Mucho ya se lleva escrito sobre los siete atentados yihadistas en París que dejaron, hasta ahora, 129 muertos y más de 400 heridos.
No nos vamos a ocupar del análisis de los atentados, eso se lo dejamos a los franceses que son grandes conchudos, esto es, hombres sagaces en el razonamiento lleno de sutilezas, y que terminarán escribiendo cientos de libros sobre el tema.
Lo que queremos es llamar la atención sobre las reacciones ante tan terribles atentados.
En primer lugar está Obama, que habló de un “crimen contra la humanidad”; luego el Papa diciendo que “no hay justificación humana ni religiosa”; posteriormente Hollande: “es un horror”, y luego todas las declaraciones del pueblo llano francés que puso velas y tocó el piano en el lugar de los mayores asesinatos a mansalva: el teatro Bataclán.

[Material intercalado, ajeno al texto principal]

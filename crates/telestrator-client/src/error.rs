use telestrator_media::MediaError;
use telestrator_protocol::ProtocolError;
use thiserror::Error;

#[derive(Error, Debug)]
pub enum ClientError {
    #[error("Protocol error: {0}")]
    Protocol(#[from] ProtocolError),

    #[error("Invalid JSON: {0}")]
    Json(#[from] serde_json::Error),

    #[error("Snapshot encoding failed: {0}")]
    Media(#[from] MediaError),

    #[error("WebSocket error: {0}")]
    WebSocket(#[from] tokio_tungstenite::tungstenite::Error),

    #[error("Channel closed")]
    ChannelClosed,
}

pub type Result<T> = std::result::Result<T, ClientError>;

Pero ¿cuáles han sido las declaraciones y declamaciones del pueblo francés?: cantar la Marsellesa en el estadio de fútbol y pegar papelitos diciendo conneries como: “yo amo Francia”, “yo soy Bataclán”, “pidamos paz y amor” y cosas por el estilo.

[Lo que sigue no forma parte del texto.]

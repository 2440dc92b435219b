//! Shared protocol definitions for Telestrator
//!
//! Two transports carry drawing state between peers:
//! - the direct channel, which carries JSON [`DrawMessage`]s for every stroke event
//! - the relay, whose text frames are classified by their first character
//!   (see [`RelayEnvelope`])

pub mod envelope;
pub mod error;
pub mod messages;
pub mod types;

pub use envelope::RelayEnvelope;
pub use error::ProtocolError;
pub use messages::{DrawMessage, RelayNotice};
pub use types::{Point, Size};
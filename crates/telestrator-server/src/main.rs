use anyhow::Result;
use clap::Parser;
use std::path::PathBuf;
use tracing_subscriber::{layer::SubscriberExt, util::SubscriberInitExt};

use telestrator_server::{App, create_app, state::Config};

#[derive(Parser)]
#[command(
    name = "telestrator-server",
    version,
    about = "A remote telestrator: signaling relay and broadcast bridge"
)]
struct Args {
    /// HTTP port; the relay uses the next port up (default: 8888)
    #[arg(short, long)]
    port: Option<u16>,

    /// Directory of static client pages
    #[arg(long)]
    static_dir: Option<PathBuf>,
}

#[tokio::main]
async fn main() -> Result<()> {
    // Initialize tracing
    tracing_subscriber::registry()
        .with(
            tracing_subscriber::EnvFilter::try_from_default_env()
                .unwrap_or_else(|_| "telestrator_server=debug,tower_http=debug".into()),
        )
        .with(tracing_subscriber::fmt::layer())
        .init();

    let args = Args::parse();

    // Load configuration; command line wins over the environment
    let mut config = Config::load()?;
    if let Some(port) = args.port {
        config.port = port;
    }
    if let Some(static_dir) = args.static_dir {
        config.static_dir = static_dir;
    }
    let relay_address = config.relay_address()?;
    let http_address = config.http_address();

    let App { http, relay, .. } = create_app(config.clone());

    let http_listener = tokio::net::TcpListener::bind(&http_address).await?;
    let relay_listener = tokio::net::TcpListener::bind(&relay_address).await?;

    print_banner(&config)?;
    tracing::info!("HTTP listening on {}", http_address);
    tracing::info!("Relay listening on {}", relay_address);

    tokio::try_join!(
        async { axum::serve(http_listener, http).await },
        async { axum::serve(relay_listener, relay).await },
    )?;

    Ok(())
}

fn print_banner(config: &Config) -> Result<()> {
    let port = config.port;
    let hostname = std::env::var("HOSTNAME").unwrap_or_else(|_| "<this-host>".to_string());

    println!();
    println!("---------------------------");
    println!("Welcome to Telestrator");
    println!("---------------------------");
    println!("Http server is running on port {port}");
    println!("WebSocket server is running on port {}", config.relay_port()?);
    println!();
    println!("1. Add a BrowserSource to http://localhost:{port}/obs.html");
    println!(
        "2. Open a local browser to http://localhost:{port} and click \"Host\" to select a sharing window"
    );
    println!(
        "3. Open a remote browser to http://{hostname}:{port} and click \"Join\" to begin telestrating"
    );
    println!();
    Ok(())
}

Ni una puteada contra los yihadistas, ni una pintada contra los asesinos de sus compatriotas, ni una reacción violenta contra una mezquita o un imán fanático. Nada. Parece que tuvieran sangre de horchata.
En el teatro Bataclán se dejaron matar uno a uno 89 ciudadanos franceses por solo tres terroristas, sin que hubiera ni una sola reacción de defensa.
Esto en Argentina no pasa, esto en Rusia no pasa, porque a nosotros nos cuesta mucho vivir acá. No tenemos la vaca atada como decían nuestros padres, que cuando quiero le saco leche. No. Nosotros tenemos, como los rusos y tantos otros pueblos, que ganarnos el pan de cada día con esfuerzo y haciendo de todo un poco. Un hombre así no se deja matar como una oveja, como sucedió con los franceses.
Es que Francia es un pueblo al que le robaron el alma. Las cosas extraordinarias que hizo en la historia se fueron por el albañal de los últimos cincuenta años de malos gobiernos. Hasta Diem Bien Phu en 1954 resonó el grito de merd ante el pedido de rendición. Después nada.
Le han robado el alma también los conchudos (Henry Levy, André Glucksmann tantos otros), esos intelectuales sutiles que se niegan a criticar al mundo ilustrado que postula a Francia como campeona de la humanidad. Imbéciles de todo tipo y pelaje, que terminaron desarmando al alma de los franceses. Hoy transformado en un pueblo tonto que prende velas y canta canciones de amor y paz cuando sus enemigos en el corazón de su propia casa los matan como perros uno a uno.
Y lo más grave, que luego de las altisonantes declaraciones como las de su primer ministro, el catalán Manuel Valls[1], sobre expulsar a los imanes radicales, sobre quitar la ciudadanía a los terroristas, sobre declarar guerra al Estado Islámico, no va a pasar nada de nada. Es todo piripipí. Hablar por hablar sin concretar nada.
Esto lo observó el sagaz Henri Dubreuil: le plus important sans doute, après avoir séché ses larmes, une majorité de citoyens va continuer de refuser la réalité par lâcheté. La société multiculturelle ? C’est bien. L’immigration ? C’est sympa. L’islamisation ? C’est une vue de l’esprit. Non, ces attentats, c’est la faute à pas de chance ma pauvre Lucette…(lo más importante sin duda, después de haber secado las lágrimas, una mayoría de ciudadanos va a rechazar la realidad por cobardía. ¿La sociedad multicultural? Está bien. ¿La inmigración? Es simpática. ¿La islamización? Es un punto de vista del espíritu. No, estos atentados son la falta de chance, mi pobre pequeña Lucía…).
Francia tiene intelectuales valiosos, no conchudos, que han denunciado el estado de decadencia moral e intelectual del alma francesa, del pueblo francés. Así, Eric Zemmour con El suicidio francés, Michel Houellebecq con Sumisión, Renaud Camus con El gran reemplazamiento, Philippe Muray con Homo festivus y sobre todo un pensador como Alain de Benoist, quien desde hace medio siglo viene llamando la atención sobre el tema con centenares de trabajos. Pero estos valiosos varones no solo no son escuchados por las autoridades políticas, sociales, culturales y económicas de Francia, sino que además son denunciados y perseguidos por la policía del pensamiento del establishment y la intelligensia francesa.
Ante esto, hoy le podemos aplicar a Francia aquello que dijo Heidegger cuando le preguntaron qué esperaba ante la entrada de los rusos en Berlín: “que el final no se demore”.
[1] Qué mal que estará Francia que tuvo que pedir prestado un primer ministro a “los gallegos”.